From:Jörg Rhiemeier <joerg_rhiemeier@...>
Date:Friday, December 19, 2003, 21:03
Hallo!

On Thu, 18 Dec 2003 23:20:33 -0500,
Rob Haden <magwich78@...> wrote:

> On Thu, 18 Dec 2003 22:08:14 +0100, =?iso-8859-1?Q?J=F6rg?= Rhiemeier > <joerg_rhiemeier@...> wrote: > > >I think that Kartvelian is not as close to IE as is Uralic, > >and some of the similarities between IE and Kartvelian > >are due to contact. > > Certainly Kartvelian is not as closely related to IE as "Uralic" is.
Yes.
> However, as I said before, linguists currently believe that Kartvelian > originated from northeastern Anatolia. If IE originated from north(-east) > of the Black Sea, it is doubtful that there were any meaningful contacts. > There does seem to be evidence of contact with Hurro-Urartian, since both > it and Kartvelian share and adjectival suffix in -Vli. I'm not sure about > other evidence, to be honest. (Of course, a lambdaic adjectival suffix > also exists in certain branches of IE, e.g. Latin.) Also, Kartvelian seems > to have had close contacts with the other Caucasian language groups, due to > its large number of articulatory contrasts. Some contact with Semitic > could justify this as well. > > >No. If PIE comes from Anatolia, one needs some *very* complex > >migration patterns to explain the similarities between IE and Uralic. > > I completely agree! I honestly can't see how anyone can claim that PIE > came from Anatolia.
It doesn't seem that the cultures of Anatolian and central European neolithic farmers match. The former built small houses with square plans; the latter built long houses (wherein long means about 20 metres and more) from the start. Colin Renfrew picked Anatolia because before the Black Sea Flood was discovered, it seemed the only possibility. No-one had areas on the board that are now drowned beneath the Black Sea.

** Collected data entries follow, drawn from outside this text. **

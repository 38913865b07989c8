//! The registry of type templates and named schemas.
//!
//! Registration happens in two phases. [`Registry::register`] compiles a schema on the spot,
//! so structural mistakes (unknown types, bad modifiers, name conflicts) surface at startup.
//! [`Registry::connect`] then compiles every schema against a backend and resolves reference
//! targets by name, which lets schemas reference each other regardless of registration order.
//!
//! ```ignore
//! use docmodel::prelude::*;
//!
//! let mut registry = Registry::new();
//! registry
//!     .define_type(TypeDefinition::new("email").extend("string"))?
//!     .register(SchemaDefinition::new("Owner").field("email", "email"))?
//!     .register(SchemaDefinition::new("Dog").reference("owner", "Owner"))?;
//!
//! let connection = registry
//!     .connect(InMemoryStore::new(), ConnectionOptions::default())
//!     .await?;
//! ```

use std::{collections::HashMap, sync::Arc};
use tracing::debug;

use crate::{
    backend::{DynStoreBackend, StoreBackend},
    connection::{Connection, ConnectionOptions},
    error::{ModelResult, SchemaDefinitionError},
    schema::{Schema, SchemaDefinition},
    types::{ResolvedTarget, TypeDefinition, builtin_types, resolve_parent},
};

const RESERVED_NAMES: &[&str] = &["model", "connection", "registry", "close"];

/// Type templates and named schemas of one application.
#[derive(Debug, Clone)]
pub struct Registry {
    types: HashMap<String, TypeDefinition>,
    schemas: Vec<SchemaDefinition>,
}

impl Default for Registry {
    fn default() -> Self {
        Self::new()
    }
}

impl Registry {
    /// Creates a registry holding the builtin types.
    pub fn new() -> Self {
        Self {
            types: builtin_types()
                .into_iter()
                .map(|def| (def.type_name().to_string(), def))
                .collect(),
            schemas: Vec::new(),
        }
    }

    /// Registers a custom type template.
    ///
    /// # Errors
    ///
    /// Fails with [`SchemaDefinitionError::NameConflict`] if the name is taken, or
    /// [`SchemaDefinitionError::InvalidType`] if it extends an unknown type.
    pub fn define_type(
        &mut self,
        mut def: TypeDefinition,
    ) -> Result<&mut Self, SchemaDefinitionError> {
        if self.types.contains_key(def.type_name()) {
            return Err(SchemaDefinitionError::NameConflict(def.type_name().to_string()));
        }
        resolve_parent(&mut def, |name| self.types.get(name).cloned())?;
        debug!(target: "docmodel::schema", type_name = def.type_name(), "type defined");
        self.types.insert(def.type_name().to_string(), def);
        Ok(self)
    }

    pub fn type_definition(&self, name: &str) -> Option<&TypeDefinition> {
        self.types.get(name)
    }

    /// Registers a named schema, compiling it to surface definition errors immediately.
    ///
    /// # Errors
    ///
    /// Fails with [`SchemaDefinitionError::NameConflict`] for reserved or duplicate names and
    /// with any error raised while compiling the definition.
    pub fn register(
        &mut self,
        schema: SchemaDefinition,
    ) -> Result<&mut Self, SchemaDefinitionError> {
        let name = schema
            .name()
            .ok_or_else(|| {
                SchemaDefinitionError::InvalidType(
                    "<embedded>".into(),
                    "only named schemas can be registered".into(),
                )
            })?
            .to_string();

        let reserved = RESERVED_NAMES.contains(&name.to_lowercase().as_str());
        if reserved || self.schema(&name).is_some() {
            return Err(SchemaDefinitionError::NameConflict(name));
        }

        self.compile(&schema)?;
        debug!(target: "docmodel::schema", model = %name, "schema registered");
        self.schemas.push(schema);
        Ok(self)
    }

    pub fn schema(&self, name: &str) -> Option<&SchemaDefinition> {
        self.schemas.iter().find(|s| s.name() == Some(name))
    }

    pub fn names(&self) -> impl Iterator<Item = &str> {
        self.schemas.iter().filter_map(|s| s.name())
    }

    fn compile(&self, schema: &SchemaDefinition) -> Result<Schema, SchemaDefinitionError> {
        schema.compile(&|name: &str| self.types.get(name).cloned())
    }

    /// Compiles every registered schema and resolves reference targets.
    pub(crate) fn compile_all(&self) -> Result<Vec<Arc<Schema>>, SchemaDefinitionError> {
        let compiled = self
            .schemas
            .iter()
            .map(|s| self.compile(s).map(Arc::new))
            .collect::<Result<Vec<_>, _>>()?;

        for schema in &compiled {
            for (path, target) in schema.references() {
                target
                    .resolve_with(|name| {
                        compiled
                            .iter()
                            .find(|candidate| candidate.name() == name)
                            .map(|candidate| ResolvedTarget {
                                model: name.to_string(),
                                collection: candidate.collection().to_string(),
                            })
                    })
                    .ok_or_else(|| SchemaDefinitionError::UnresolvedReference {
                        path: path.clone(),
                        target: target.name().to_string(),
                    })?;
            }
        }

        Ok(compiled)
    }

    /// Compiles every schema against `backend` and returns the bound connection.
    pub async fn connect<B>(&self, backend: B, options: ConnectionOptions) -> ModelResult<Connection>
    where
        B: StoreBackend + 'static,
    {
        self.connect_dyn(Arc::new(backend), options).await
    }

    /// Like [`connect`](Registry::connect), for a backend already behind dynamic dispatch.
    pub async fn connect_dyn(
        &self,
        backend: Arc<dyn DynStoreBackend>,
        options: ConnectionOptions,
    ) -> ModelResult<Connection> {
        let schemas = self.compile_all()?;
        Connection::open(schemas, backend, options).await
    }
}

#[cfg(test)]
mod tests {
    use super::*;
    use crate::types::{Coercer, ReferenceArrayStyle};
    use bson::Bson;

    #[test]
    fn reserved_and_duplicate_names_conflict() {
        let mut registry = Registry::new();
        registry.register(SchemaDefinition::new("Dog")).unwrap();

        assert_eq!(
            registry.register(SchemaDefinition::new("Dog")).unwrap_err(),
            SchemaDefinitionError::NameConflict("Dog".into())
        );
        for reserved in ["model", "Connection", "registry", "close"] {
            assert_eq!(
                registry.register(SchemaDefinition::new(reserved)).unwrap_err(),
                SchemaDefinitionError::NameConflict(reserved.into())
            );
        }
    }

    #[test]
    fn custom_types_extend_registered_ones() {
        let mut registry = Registry::new();
        registry
            .define_type(TypeDefinition::new("email").extend("string").set(Coercer::map(
                |value| match value {
                    Bson::String(s) => Bson::String(s.to_lowercase()),
                    other => other,
                },
            )))
            .unwrap();

        let def = registry.type_definition("email").unwrap();
        assert_eq!(def.cast("email", Bson::from("A@B.C")).unwrap(), Bson::from("a@b.c"));

        assert_eq!(
            registry.define_type(TypeDefinition::new("email")).unwrap_err(),
            SchemaDefinitionError::NameConflict("email".into())
        );
    }

    #[test]
    fn references_resolve_regardless_of_order() {
        let mut registry = Registry::new();
        registry
            .register(
                SchemaDefinition::new("Dog")
                    .reference("owner", "Owner")
                    .reference_array("friends", "Dog", ReferenceArrayStyle::Inline),
            )
            .unwrap()
            .register(SchemaDefinition::new("Owner").collection("people"))
            .unwrap();

        let compiled = registry.compile_all().unwrap();
        let dog = compiled.iter().find(|s| s.name() == "Dog").unwrap();
        let owner = dog.path("owner").and_then(|d| d.reference_target()).unwrap();

        assert_eq!(owner.get().map(|t| t.collection.as_str()), Some("people"));
    }

    #[test]
    fn each_registry_resolves_its_own_targets() {
        let dog = SchemaDefinition::new("Dog").reference("owner", "Owner");
        let resolved_collection = |collection: &str| {
            let mut registry = Registry::new();
            registry
                .register(dog.clone())
                .unwrap()
                .register(SchemaDefinition::new("Owner").collection(collection))
                .unwrap();
            let compiled = registry.compile_all().unwrap();
            let dog = compiled.iter().find(|s| s.name() == "Dog").unwrap();
            dog.path("owner")
                .and_then(|d| d.reference_target())
                .and_then(|t| t.get())
                .map(|t| t.collection.clone())
        };

        assert_eq!(resolved_collection("people").as_deref(), Some("people"));
        assert_eq!(resolved_collection("humans").as_deref(), Some("humans"));
    }

    #[test]
    fn unresolved_references_are_fatal() {
        let mut registry = Registry::new();
        registry
            .register(SchemaDefinition::new("Dog").reference("owner", "Ghost"))
            .unwrap();

        assert_eq!(
            registry.compile_all().unwrap_err(),
            SchemaDefinitionError::UnresolvedReference {
                path: "owner".into(),
                target: "Ghost".into()
            }
        );
    }
}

> >Yes. And the similarities between IE and Uralic point at an IE origin > >north of the Black Sea, too, no matter whether the languages are > >similar due to common origin or contact. > > Right. This makes sense, since IE would be more southerly than Uralic. > However, I don't think that there was ever a Uralic Family per se. Rather, > I think "Proto-Uralic" was a looser association than PIE.
I have seen some bits of the debate on whether Proto-Uralic ever existed or not. I think the reconstruction is so lacking for two reasons. First, Uralic lacks ancient written records, which in the case of IE bridge about half the time elapsed since the breakup of the protolanguage. One can easily see that Sanskrit and Latin are related, for instance. It is much more difficult with Hindi and French, I mean without looking at their (fortunately known) ancestors. Second, there are fewer scholars working on Uralic than on IE. Most historical linguists choose their own family as their main object of study. And the speakers of IE languages outnumber those of Uralic languages 100 to one. But it is very well possible that (a) Proto-Uralic is even farther back in the past than PIE and (b) many Uralic similarities are due to contact.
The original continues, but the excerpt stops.